Recorded information
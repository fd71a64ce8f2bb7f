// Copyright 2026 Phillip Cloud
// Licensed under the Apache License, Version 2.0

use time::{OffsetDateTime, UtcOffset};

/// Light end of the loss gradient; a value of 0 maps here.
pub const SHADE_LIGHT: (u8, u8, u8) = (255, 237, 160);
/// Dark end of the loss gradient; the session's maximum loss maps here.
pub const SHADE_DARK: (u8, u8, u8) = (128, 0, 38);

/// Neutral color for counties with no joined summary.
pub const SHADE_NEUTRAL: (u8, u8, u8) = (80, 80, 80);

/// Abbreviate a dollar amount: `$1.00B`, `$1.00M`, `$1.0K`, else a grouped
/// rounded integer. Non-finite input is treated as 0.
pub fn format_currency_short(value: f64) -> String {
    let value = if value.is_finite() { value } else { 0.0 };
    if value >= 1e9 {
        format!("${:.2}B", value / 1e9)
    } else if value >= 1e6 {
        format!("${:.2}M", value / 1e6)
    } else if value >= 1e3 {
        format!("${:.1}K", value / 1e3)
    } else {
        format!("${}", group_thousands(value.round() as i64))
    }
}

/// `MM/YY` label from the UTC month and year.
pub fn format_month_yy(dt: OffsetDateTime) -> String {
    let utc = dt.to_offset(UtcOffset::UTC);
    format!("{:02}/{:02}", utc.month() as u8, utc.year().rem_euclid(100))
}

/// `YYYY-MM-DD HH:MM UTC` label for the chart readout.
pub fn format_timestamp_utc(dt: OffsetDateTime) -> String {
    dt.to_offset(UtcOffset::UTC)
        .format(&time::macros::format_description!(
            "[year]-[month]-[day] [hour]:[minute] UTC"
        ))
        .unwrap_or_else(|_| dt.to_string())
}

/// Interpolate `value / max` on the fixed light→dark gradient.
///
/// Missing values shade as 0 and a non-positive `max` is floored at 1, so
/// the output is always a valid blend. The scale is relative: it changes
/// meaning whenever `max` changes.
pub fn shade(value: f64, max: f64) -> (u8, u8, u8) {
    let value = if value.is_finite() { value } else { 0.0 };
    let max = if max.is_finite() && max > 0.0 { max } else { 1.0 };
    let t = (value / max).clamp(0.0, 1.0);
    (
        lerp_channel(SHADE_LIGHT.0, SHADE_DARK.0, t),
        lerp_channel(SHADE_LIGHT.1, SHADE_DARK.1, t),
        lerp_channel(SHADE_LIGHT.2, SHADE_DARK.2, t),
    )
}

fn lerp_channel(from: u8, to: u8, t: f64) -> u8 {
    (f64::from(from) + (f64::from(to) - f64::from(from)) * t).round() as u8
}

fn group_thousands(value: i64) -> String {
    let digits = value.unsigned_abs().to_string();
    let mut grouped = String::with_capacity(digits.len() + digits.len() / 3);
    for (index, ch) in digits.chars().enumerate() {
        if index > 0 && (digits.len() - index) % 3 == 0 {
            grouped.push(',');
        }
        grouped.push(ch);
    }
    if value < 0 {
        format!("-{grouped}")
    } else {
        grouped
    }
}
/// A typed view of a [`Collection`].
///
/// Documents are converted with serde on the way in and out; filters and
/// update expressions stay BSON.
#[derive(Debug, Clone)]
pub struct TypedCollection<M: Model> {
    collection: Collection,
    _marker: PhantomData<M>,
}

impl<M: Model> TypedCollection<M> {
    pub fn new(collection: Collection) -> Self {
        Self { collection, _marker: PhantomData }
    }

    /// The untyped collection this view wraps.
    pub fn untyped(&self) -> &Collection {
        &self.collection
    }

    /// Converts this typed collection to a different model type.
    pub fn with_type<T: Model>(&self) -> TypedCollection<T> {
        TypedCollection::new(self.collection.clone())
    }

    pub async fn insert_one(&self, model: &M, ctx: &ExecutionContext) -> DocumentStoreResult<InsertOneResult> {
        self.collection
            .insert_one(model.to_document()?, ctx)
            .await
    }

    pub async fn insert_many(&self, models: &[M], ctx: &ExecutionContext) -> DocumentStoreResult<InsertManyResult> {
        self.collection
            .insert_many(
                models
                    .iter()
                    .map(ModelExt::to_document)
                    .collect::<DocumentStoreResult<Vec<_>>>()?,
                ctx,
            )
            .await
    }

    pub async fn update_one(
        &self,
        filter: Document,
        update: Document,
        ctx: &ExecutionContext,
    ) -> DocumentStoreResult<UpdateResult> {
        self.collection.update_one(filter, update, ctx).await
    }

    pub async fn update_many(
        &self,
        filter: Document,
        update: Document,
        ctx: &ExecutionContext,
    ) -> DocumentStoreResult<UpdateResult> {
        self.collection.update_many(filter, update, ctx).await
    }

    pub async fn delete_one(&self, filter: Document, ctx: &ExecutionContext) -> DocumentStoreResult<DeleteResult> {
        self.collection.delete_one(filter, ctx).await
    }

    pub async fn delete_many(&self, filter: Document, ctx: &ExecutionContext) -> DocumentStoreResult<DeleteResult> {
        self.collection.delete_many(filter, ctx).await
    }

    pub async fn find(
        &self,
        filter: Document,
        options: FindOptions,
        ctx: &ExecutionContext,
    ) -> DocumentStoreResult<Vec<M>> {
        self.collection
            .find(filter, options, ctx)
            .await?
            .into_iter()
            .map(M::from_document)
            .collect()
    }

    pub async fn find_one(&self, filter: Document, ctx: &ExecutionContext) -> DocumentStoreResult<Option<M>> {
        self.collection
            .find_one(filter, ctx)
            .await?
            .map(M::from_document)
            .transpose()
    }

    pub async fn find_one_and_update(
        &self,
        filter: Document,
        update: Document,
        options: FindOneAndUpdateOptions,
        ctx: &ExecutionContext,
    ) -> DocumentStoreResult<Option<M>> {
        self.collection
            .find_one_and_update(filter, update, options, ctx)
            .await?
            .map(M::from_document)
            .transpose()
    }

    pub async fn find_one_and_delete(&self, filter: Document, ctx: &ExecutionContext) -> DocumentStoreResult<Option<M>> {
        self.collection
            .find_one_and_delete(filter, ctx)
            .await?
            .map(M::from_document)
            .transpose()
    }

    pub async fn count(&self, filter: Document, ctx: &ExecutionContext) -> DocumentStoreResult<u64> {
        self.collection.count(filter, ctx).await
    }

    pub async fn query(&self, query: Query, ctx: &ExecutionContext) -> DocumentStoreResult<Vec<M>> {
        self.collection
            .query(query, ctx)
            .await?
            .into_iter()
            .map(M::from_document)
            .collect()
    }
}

Work order
In the data above, start at the line that has "(f64::from(from) + (f64::from(to)", stop after the line that has "for (index, ch)", and print every line in between exactly as it stands.

Result of the exercise
    (f64::from(from) + (f64::from(to) - f64::from(from)) * t).round() as u8
}

fn group_thousands(value: i64) -> String {
    let digits = value.unsigned_abs().to_string();
    let mut grouped = String::with_capacity(digits.len() + digits.len() / 3);
    for (index, ch) in digits.chars().enumerate() {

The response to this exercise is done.